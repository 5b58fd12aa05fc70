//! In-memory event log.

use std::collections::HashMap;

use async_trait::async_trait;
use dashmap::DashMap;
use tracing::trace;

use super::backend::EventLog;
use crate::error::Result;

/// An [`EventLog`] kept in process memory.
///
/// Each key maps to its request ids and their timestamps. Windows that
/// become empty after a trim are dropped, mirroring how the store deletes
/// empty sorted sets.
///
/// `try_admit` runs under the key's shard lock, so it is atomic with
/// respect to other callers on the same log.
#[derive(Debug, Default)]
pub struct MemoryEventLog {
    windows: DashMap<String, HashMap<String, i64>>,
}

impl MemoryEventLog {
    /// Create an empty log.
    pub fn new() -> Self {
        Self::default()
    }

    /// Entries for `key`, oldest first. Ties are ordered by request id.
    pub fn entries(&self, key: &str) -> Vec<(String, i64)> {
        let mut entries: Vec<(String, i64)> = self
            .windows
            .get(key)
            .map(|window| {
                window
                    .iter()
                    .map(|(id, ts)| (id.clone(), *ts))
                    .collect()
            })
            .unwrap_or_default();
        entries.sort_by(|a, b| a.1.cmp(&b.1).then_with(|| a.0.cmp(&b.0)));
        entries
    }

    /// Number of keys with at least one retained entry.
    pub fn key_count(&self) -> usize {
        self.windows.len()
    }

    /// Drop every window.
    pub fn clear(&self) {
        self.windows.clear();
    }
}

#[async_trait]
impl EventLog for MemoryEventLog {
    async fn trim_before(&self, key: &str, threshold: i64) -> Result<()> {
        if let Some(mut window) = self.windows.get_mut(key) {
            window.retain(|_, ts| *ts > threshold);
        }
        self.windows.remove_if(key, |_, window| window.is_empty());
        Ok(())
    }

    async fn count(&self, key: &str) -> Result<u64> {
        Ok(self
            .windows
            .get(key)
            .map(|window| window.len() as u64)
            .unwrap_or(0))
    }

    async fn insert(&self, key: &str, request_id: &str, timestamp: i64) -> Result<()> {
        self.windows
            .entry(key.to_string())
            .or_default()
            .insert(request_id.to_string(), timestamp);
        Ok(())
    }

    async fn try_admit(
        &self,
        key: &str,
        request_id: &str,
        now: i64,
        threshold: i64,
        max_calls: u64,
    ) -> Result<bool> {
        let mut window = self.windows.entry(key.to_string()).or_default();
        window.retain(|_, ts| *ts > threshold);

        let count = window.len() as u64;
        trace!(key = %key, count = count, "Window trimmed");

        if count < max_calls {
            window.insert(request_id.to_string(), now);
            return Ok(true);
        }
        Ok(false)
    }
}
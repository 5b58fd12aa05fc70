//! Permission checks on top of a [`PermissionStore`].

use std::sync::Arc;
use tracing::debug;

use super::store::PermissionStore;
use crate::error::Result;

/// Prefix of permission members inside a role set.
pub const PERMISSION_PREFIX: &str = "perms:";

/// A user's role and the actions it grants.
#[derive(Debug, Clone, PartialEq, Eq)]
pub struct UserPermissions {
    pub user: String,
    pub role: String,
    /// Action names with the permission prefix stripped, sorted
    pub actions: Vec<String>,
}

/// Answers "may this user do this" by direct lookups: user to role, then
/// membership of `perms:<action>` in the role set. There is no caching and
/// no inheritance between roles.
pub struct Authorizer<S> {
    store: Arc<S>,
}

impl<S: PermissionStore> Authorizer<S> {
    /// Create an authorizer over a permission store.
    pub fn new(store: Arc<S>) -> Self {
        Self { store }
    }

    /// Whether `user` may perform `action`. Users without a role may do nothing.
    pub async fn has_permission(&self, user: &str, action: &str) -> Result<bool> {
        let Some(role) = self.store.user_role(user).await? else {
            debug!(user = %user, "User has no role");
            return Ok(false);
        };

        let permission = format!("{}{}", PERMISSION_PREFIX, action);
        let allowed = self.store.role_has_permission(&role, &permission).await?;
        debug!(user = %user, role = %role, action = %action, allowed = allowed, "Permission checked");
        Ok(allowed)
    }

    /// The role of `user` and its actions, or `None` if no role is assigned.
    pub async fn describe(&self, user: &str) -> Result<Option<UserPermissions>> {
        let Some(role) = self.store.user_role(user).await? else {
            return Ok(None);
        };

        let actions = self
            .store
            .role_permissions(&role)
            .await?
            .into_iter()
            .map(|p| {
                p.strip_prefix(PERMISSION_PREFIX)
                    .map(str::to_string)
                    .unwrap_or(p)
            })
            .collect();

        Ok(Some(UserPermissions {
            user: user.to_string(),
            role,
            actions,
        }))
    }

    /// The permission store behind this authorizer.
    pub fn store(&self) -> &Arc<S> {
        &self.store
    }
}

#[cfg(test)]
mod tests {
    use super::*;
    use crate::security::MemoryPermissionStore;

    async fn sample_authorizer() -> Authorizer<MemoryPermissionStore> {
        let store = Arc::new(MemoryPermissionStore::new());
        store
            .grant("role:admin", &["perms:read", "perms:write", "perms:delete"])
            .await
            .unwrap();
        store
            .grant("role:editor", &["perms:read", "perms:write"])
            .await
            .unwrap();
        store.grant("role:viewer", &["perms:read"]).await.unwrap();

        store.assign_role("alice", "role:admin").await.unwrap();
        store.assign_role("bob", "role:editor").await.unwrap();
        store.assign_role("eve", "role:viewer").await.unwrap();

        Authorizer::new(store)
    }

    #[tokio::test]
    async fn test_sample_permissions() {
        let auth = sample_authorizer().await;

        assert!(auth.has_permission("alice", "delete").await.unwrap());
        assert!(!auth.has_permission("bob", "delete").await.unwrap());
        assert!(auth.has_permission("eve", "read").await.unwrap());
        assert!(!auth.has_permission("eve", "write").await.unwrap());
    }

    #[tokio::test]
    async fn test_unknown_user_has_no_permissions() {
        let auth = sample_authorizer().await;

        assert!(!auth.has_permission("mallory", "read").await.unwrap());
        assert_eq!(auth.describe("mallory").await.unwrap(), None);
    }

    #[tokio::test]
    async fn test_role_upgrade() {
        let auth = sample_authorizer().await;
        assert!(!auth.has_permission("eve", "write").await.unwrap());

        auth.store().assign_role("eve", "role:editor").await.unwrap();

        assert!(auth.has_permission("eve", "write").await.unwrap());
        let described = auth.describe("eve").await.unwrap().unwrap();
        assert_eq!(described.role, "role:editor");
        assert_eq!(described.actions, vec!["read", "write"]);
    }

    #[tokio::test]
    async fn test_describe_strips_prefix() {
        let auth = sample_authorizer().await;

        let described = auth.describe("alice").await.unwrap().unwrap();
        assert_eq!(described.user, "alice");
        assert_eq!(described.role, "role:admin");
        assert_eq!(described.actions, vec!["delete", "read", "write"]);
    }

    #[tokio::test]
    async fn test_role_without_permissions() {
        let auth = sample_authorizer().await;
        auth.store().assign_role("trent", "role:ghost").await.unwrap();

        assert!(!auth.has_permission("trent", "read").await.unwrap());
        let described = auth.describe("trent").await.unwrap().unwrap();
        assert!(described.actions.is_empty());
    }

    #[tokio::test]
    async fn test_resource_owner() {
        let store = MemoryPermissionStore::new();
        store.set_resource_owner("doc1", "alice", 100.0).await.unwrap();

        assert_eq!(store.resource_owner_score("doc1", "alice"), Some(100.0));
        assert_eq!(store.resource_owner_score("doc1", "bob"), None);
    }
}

......

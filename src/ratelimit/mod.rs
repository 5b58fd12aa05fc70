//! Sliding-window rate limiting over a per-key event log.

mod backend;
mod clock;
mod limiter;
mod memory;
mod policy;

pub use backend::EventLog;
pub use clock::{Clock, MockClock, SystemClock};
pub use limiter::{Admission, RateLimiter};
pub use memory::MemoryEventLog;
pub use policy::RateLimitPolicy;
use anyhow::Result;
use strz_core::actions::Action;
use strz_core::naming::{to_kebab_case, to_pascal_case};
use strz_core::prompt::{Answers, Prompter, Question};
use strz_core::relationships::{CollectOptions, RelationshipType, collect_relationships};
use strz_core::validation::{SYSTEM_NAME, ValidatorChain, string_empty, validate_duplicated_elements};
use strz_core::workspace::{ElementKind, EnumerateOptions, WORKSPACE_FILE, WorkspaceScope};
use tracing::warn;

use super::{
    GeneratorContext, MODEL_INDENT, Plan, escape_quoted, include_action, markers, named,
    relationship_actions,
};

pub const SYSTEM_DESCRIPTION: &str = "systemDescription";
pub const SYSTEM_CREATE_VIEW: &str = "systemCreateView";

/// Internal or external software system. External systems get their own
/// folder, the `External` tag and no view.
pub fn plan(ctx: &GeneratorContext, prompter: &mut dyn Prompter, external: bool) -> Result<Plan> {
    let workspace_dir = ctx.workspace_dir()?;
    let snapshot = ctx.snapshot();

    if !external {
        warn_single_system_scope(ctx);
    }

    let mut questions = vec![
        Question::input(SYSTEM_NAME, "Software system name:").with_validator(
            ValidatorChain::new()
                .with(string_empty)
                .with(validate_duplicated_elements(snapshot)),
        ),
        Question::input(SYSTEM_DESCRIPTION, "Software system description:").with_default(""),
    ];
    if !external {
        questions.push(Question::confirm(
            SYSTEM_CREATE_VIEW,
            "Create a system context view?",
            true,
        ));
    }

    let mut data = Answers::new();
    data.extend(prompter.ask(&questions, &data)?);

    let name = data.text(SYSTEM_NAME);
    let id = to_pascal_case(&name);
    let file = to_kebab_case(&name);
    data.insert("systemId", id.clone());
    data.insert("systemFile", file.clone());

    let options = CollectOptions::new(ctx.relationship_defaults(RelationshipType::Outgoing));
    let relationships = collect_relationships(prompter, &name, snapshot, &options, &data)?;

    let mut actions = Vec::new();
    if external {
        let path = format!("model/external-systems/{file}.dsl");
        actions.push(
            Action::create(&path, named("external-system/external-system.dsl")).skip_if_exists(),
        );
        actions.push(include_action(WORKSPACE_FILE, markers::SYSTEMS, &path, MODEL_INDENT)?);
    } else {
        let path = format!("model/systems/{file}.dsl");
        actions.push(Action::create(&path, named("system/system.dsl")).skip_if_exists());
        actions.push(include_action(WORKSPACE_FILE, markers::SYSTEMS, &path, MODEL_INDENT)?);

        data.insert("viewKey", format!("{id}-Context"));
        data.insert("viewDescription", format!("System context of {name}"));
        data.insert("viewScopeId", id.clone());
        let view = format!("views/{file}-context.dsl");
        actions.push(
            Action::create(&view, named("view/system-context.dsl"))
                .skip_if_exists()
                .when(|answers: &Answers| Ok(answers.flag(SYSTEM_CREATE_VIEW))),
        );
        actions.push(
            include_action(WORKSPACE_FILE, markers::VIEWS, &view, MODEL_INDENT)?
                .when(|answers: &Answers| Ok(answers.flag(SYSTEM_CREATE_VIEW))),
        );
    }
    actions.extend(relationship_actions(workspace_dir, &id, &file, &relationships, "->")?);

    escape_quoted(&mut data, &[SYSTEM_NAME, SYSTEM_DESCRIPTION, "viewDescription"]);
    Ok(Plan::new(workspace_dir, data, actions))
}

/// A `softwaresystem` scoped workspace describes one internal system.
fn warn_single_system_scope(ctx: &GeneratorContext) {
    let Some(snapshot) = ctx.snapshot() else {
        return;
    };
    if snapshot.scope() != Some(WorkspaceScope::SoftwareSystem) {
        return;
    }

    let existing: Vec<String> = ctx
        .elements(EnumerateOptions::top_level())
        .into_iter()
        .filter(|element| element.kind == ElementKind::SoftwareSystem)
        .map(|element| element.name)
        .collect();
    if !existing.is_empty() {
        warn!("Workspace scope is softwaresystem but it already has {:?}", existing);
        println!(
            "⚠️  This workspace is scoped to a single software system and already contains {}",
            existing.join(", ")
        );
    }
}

......

_What you should do_.
Count, in the records above, the lines that contain "threshold", and write only the resulting number.

_Problem solution_.
4